I didn't require that :-)
I believe this also means you use the same alg as Microsoft CAPI which makes things simpler for everybody.


I was thinking more about having two different fingerprint based cert comparison algorithms for different usages, but maybe this is not adequate.

Second, certificates are supposed to be DER-encoded, which means Distinguished Encoding Rules, precisely so that there can only be one possible encoding for them.

The signed part of them should. The unsigned part is not required to.
In fact, openssl used to produce all certs with some BER elements in the unsigned part in the earlier versions (0.9.4).


And as many CA don't issue truly DER encoded certificate, every toolkit just has no choice but to support it. Cases similar to <http://www.imc.org/ietf-pkix/old-archive-01/msg00683.html> are just too frequent to have a choice but to adapt to it.

That message happens to show a sample case of the exact rules for DER bit string and pad bit encoding.

In the value BITS = "1100 0110 0", bit with order value 0, 1, 5 and 6 are set to one (this means big endian at the *bit* level), and the correct DER encoding is :
03 (BIT STRING) 02 (of length 2) 01 (with 1 pad bit) C6 (BITS as above)
The two last zero bits are not encoded, one is removed by shortening the length to one byte, and the other by setting 1 pad bit.

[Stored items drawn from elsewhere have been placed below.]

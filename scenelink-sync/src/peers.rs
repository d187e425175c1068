//! The set of active peer connections.
//!
//! ```text
//!            ┌──────────── PeerRegistry ────────────┐
//! broadcast ─┤ encode once ─► conn A ─► writer task │
//!            │              ─► conn B ─► writer task │
//!            │              ─► conn C ✗ (removed)    │
//!            └───────────────────────────────────────┘
//! ```
//!
//! Connections are kept in join order. A connection whose send fails is
//! removed during the same broadcast; removal happens exactly once, and
//! later events for a removed id find nothing.
//!
//! One node per mesh is the rendezvous peer. When a newcomer identifies
//! itself there, the rendezvous replies with the listening address of every
//! other known peer so the newcomer can connect to them directly.

use indexmap::IndexMap;

use crate::connection::{ConnectionError, PeerConnection, PeerId};
use crate::framing::encode_frame;
use crate::protocol::{PeerMessage, ProtocolError};

#[derive(Debug, Clone, Default)]
pub struct RegistryStats {
    pub accepted: u64,
    pub connected: u64,
    pub removed: u64,
    pub broadcasts: u64,
    pub send_failures: u64,
}

/// Outcome of one broadcast.
#[derive(Debug, Clone, Default, PartialEq, Eq)]
pub struct BroadcastReport {
    pub delivered: usize,
    /// Connections removed because their send failed
    pub removed: Vec<PeerId>,
}

#[derive(Debug)]
pub struct PeerRegistry {
    peers: IndexMap<PeerId, PeerConnection>,
    rendezvous: bool,
    barriers_seen: usize,
    stats: RegistryStats,
}

impl PeerRegistry {
    pub fn new(rendezvous: bool) -> Self {
        Self {
            peers: IndexMap::new(),
            rendezvous,
            barriers_seen: 0,
            stats: RegistryStats::default(),
        }
    }

    pub fn is_rendezvous(&self) -> bool {
        self.rendezvous
    }

    pub fn len(&self) -> usize {
        self.peers.len()
    }

    pub fn is_empty(&self) -> bool {
        self.peers.is_empty()
    }

    pub fn contains(&self, id: PeerId) -> bool {
        self.peers.contains_key(&id)
    }

    pub fn get(&self, id: PeerId) -> Option<&PeerConnection> {
        self.peers.get(&id)
    }

    pub fn get_mut(&mut self, id: PeerId) -> Option<&mut PeerConnection> {
        self.peers.get_mut(&id)
    }

    pub fn ids(&self) -> Vec<PeerId> {
        self.peers.keys().copied().collect()
    }

    pub fn stats(&self) -> &RegistryStats {
        &self.stats
    }

    /// Add an inbound connection and send it the join context.
    pub fn accept(&mut self, conn: PeerConnection, join: &PeerMessage) -> Result<PeerId, ConnectionError> {
        let id = self.insert(conn);
        self.stats.accepted += 1;
        if let Err(e) = self.send_to(id, join) {
            self.remove(id);
            return Err(e);
        }
        Ok(id)
    }

    /// Add an outbound connection and identify ourselves to it.
    pub fn add_connected(&mut self, conn: PeerConnection, own_port: u16) -> Result<PeerId, ConnectionError> {
        let id = self.insert(conn);
        self.stats.connected += 1;
        if let Err(e) = self.send_to(id, &PeerMessage::identify(own_port)) {
            self.remove(id);
            return Err(e);
        }
        Ok(id)
    }

    fn insert(&mut self, conn: PeerConnection) -> PeerId {
        let id = conn.id();
        log::info!("peer {id} added ({})", conn.remote());
        self.peers.insert(id, conn);
        id
    }

    /// Remove a connection. Returns it the first time only.
    pub fn remove(&mut self, id: PeerId) -> Option<PeerConnection> {
        let conn = self.peers.shift_remove(&id)?;
        self.stats.removed += 1;
        log::debug!("peer {id} at {} dropped from registry", conn.remote());
        Some(conn)
    }

    pub fn send_to(&mut self, id: PeerId, msg: &PeerMessage) -> Result<(), ConnectionError> {
        self.peers
            .get_mut(&id)
            .ok_or(ConnectionError::Closed)?
            .send(msg)
    }

    /// Send `msg` to every connection, dropping those that fail.
    pub fn broadcast(&mut self, msg: &PeerMessage) -> Result<BroadcastReport, ProtocolError> {
        let frame = encode_frame(&msg.encode()?);
        self.stats.broadcasts += 1;

        let mut report = BroadcastReport::default();
        let mut failed = Vec::new();
        for (id, conn) in self.peers.iter_mut() {
            match conn.send_frame(frame.clone()) {
                Ok(()) => report.delivered += 1,
                Err(e) => {
                    log::warn!("send to peer {id} failed: {e}");
                    failed.push(*id);
                }
            }
        }
        for id in failed {
            self.stats.send_failures += 1;
            if self.remove(id).is_some() {
                report.removed.push(id);
            }
        }
        Ok(report)
    }

    /// Record the listening port of `from`; the rendezvous peer answers
    /// with hints for every other peer whose address is known. Returns the
    /// number of hints sent.
    pub fn handle_identify(&mut self, from: PeerId, port: u16) -> Result<usize, ConnectionError> {
        let conn = self.peers.get_mut(&from).ok_or(ConnectionError::Closed)?;
        conn.set_listen_port(port);
        if !self.rendezvous {
            return Ok(0);
        }

        let hints: Vec<(String, u16)> = self
            .peers
            .values()
            .filter(|c| c.id() != from)
            .filter_map(PeerConnection::listen_addr)
            .collect();
        for (host, port) in &hints {
            log::debug!("gossip to {from}: {host}:{port}");
            self.send_to(from, &PeerMessage::add_connection(host.clone(), *port)?)?;
        }
        Ok(hints.len())
    }

    /// Whether a connection to `host:port` already exists.
    pub fn knows(&self, host: &str, port: u16) -> bool {
        self.peers.values().any(|c| {
            c.listen_addr().is_some_and(|(h, p)| h == host && p == port)
                || (c.remote().ip().to_string() == host && c.remote().port() == port)
        })
    }

    // ─── Barrier ────────────────────────────────────────────────

    /// Announce a barrier to every peer.
    pub fn announce_barrier(&mut self) -> Result<BroadcastReport, ProtocolError> {
        self.broadcast(&PeerMessage::barrier())
    }

    /// Count a barrier marker received from a peer.
    pub fn record_barrier(&mut self) {
        self.barriers_seen += 1;
    }

    /// Whether every current peer has announced the barrier.
    pub fn barrier_reached(&self) -> bool {
        self.barriers_seen >= self.peers.len()
    }

    /// Consume one round of barrier markers.
    pub fn release_barrier(&mut self) {
        self.barriers_seen = self.barriers_seen.saturating_sub(self.peers.len());
    }
}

Inside our sample, the bit string ends with the value "fe", all bit are 1 except the last one.
This zero bit is the bit that is removed by setting the pad value to one.


Therefore, opposite to what I thought before watching in exact details, the version that has one unused bit set is the correct DER encoding version, and the one that does not set one unused bit, but instead includes it with a value of zero, is BER encoding and not DER encoding.

The decoded value of the signature is exactly the same in the two case, so it's normal that signature verification does not fail.